Maybe part of the problem is the physicians and providers in the medical system are overworked.  When they see a complex patient on their schedule, they get mad. Perhaps there isn’t enough time to document accurately in my medical records, so they just write what they remember most: Comments about my personality. 

The system is broken. I should be able to remove these damning logs from my medical records to stop the gaslighting, but physicians are in control of your records and refuse to change notes. 

Hospital administrators are invested in their physicians and refuse to correct their behaviors. In fact, the hospital administrators I have encountered have been the most evil of all.

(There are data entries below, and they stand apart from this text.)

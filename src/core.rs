use crate::error::{SwapmotionError, SwapmotionResult};

pub use kurbo::{Affine, Point, Rect, Vec2};

#[derive(
    Clone, Copy, Debug, PartialEq, Eq, PartialOrd, Ord, Hash, serde::Serialize, serde::Deserialize,
)]
pub struct FrameIndex(pub u64);

#[derive(Clone, Copy, Debug, PartialEq, Eq, serde::Serialize, serde::Deserialize)]
pub struct FrameRange {
    pub start: FrameIndex,
    pub end: FrameIndex, // exclusive
}

impl FrameRange {
    pub fn new(start: FrameIndex, end: FrameIndex) -> SwapmotionResult<Self> {
        if start.0 > end.0 {
            return Err(SwapmotionError::validation("FrameRange start must be <= end"));
        }
        Ok(Self { start, end })
    }

    pub fn len_frames(self) -> u64 {
        self.end.0.saturating_sub(self.start.0)
    }

    pub fn is_empty(self) -> bool {
        self.start.0 == self.end.0
    }

    pub fn contains(self, f: FrameIndex) -> bool {
        self.start.0 <= f.0 && f.0 < self.end.0
    }
}

#[derive(Clone, Copy, Debug, PartialEq, Eq, serde::Serialize, serde::Deserialize)]
pub struct Fps {
    pub num: u32,
    pub den: u32, // must be > 0
}

impl Fps {
    pub fn new(num: u32, den: u32) -> SwapmotionResult<Self> {
        if num == 0 {
            return Err(SwapmotionError::validation("Fps num must be > 0"));
        }
        if den == 0 {
            return Err(SwapmotionError::validation("Fps den must be > 0"));
        }
        Ok(Self { num, den })
    }

    pub fn as_f64(self) -> f64 {
        f64::from(self.num) / f64::from(self.den)
    }

    pub fn frame_duration_secs(self) -> f64 {
        f64::from(self.den) / f64::from(self.num)
    }

    /// Nearest frame for a timestamp in seconds. Concurrent actions map
    /// through this once per step boundary, so they land on the same frame.
    pub fn secs_to_frame_round(self, secs: f64) -> FrameIndex {
        FrameIndex((secs * self.as_f64()).round().max(0.0) as u64)
    }
}

#[derive(Clone, Copy, Debug, PartialEq, Eq, serde::Serialize, serde::Deserialize)]
pub struct Canvas {
    pub width: u32,
    pub height: u32,
}

/// Straight (non-premultiplied) RGBA8 color.
#[derive(Clone, Copy, Debug, PartialEq, Eq, serde::Serialize, serde::Deserialize)]
pub struct Rgba8 {
    pub r: u8,
    pub g: u8,
    pub b: u8,
    pub a: u8,
}

impl Rgba8 {
    pub const fn opaque(r: u8, g: u8, b: u8) -> Self {
        Self { r, g, b, a: 255 }
    }

    pub fn to_premul(self) -> [u8; 4] {
        fn premul(c: u8, a: u8) -> u8 {
            let c = u16::from(c);
            let a = u16::from(a);
            (((c * a) + 127) / 255) as u8
        }

        [
            premul(self.r, self.a),
            premul(self.g, self.a),
            premul(self.b, self.a),
            self.a,
        ]
    }
}

#[cfg(test)]
mod tests {
    use super::*;

    #[test]
    fn frame_range_contains_boundaries() {
        let r = FrameRange::new(FrameIndex(2), FrameIndex(5)).unwrap();
        assert!(!r.contains(FrameIndex(1)));
        assert!(r.contains(FrameIndex(2)));
        assert!(r.contains(FrameIndex(4)));
        assert!(!r.contains(FrameIndex(5)));
    }

    #[test]
    fn fps_rejects_zero_parts() {
        assert!(Fps::new(0, 1).is_err());
        assert!(Fps::new(30, 0).is_err());
    }

    #[test]
    fn secs_round_to_nearest_frame() {
        let fps = Fps::new(30, 1).unwrap();
        assert_eq!(fps.secs_to_frame_round(0.0), FrameIndex(0));
        assert_eq!(fps.secs_to_frame_round(1.0), FrameIndex(30));
        // 9.4 s at 30 fps lands exactly on frame 282.
        assert_eq!(fps.secs_to_frame_round(9.4), FrameIndex(282));
    }

    #[test]
    fn premul_of_half_alpha_white() {
        let c = Rgba8 {
            r: 255,
            g: 255,
            b: 255,
            a: 128,
        };
        assert_eq!(c.to_premul(), [128, 128, 128, 128]);
    }
}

Recently, a vascular surgery clinic administrator sent me to a different hospital system for a second opinion to “calm down.”  Instead of being reassured, the outside hospital discovered a major artery problem that needs to be addressed with a serious surgery. What was the response of the
referring department? They said I had “Munchausen syndrome.”

I ended up ranting and raving more than I meant to, but the unprofessional behavior of some providers, the use of medical documentation as venting and the effort that goes into gaslighting can be life-threatening to some patients and needs to stop

At any rate, it’s interfered with my quality of life, ability to receive appropriate and timely medical care, my financial status from having to pay out of pocket and my mental healthMy cause of death may certainly be a doctor who decided I was lying. 

Leave it to the legal system to determine truthfulness; medical providers should only practice
medicine. Just because the entire medical system is broken does not mean it’s OK to be a jerk and patients should suffer.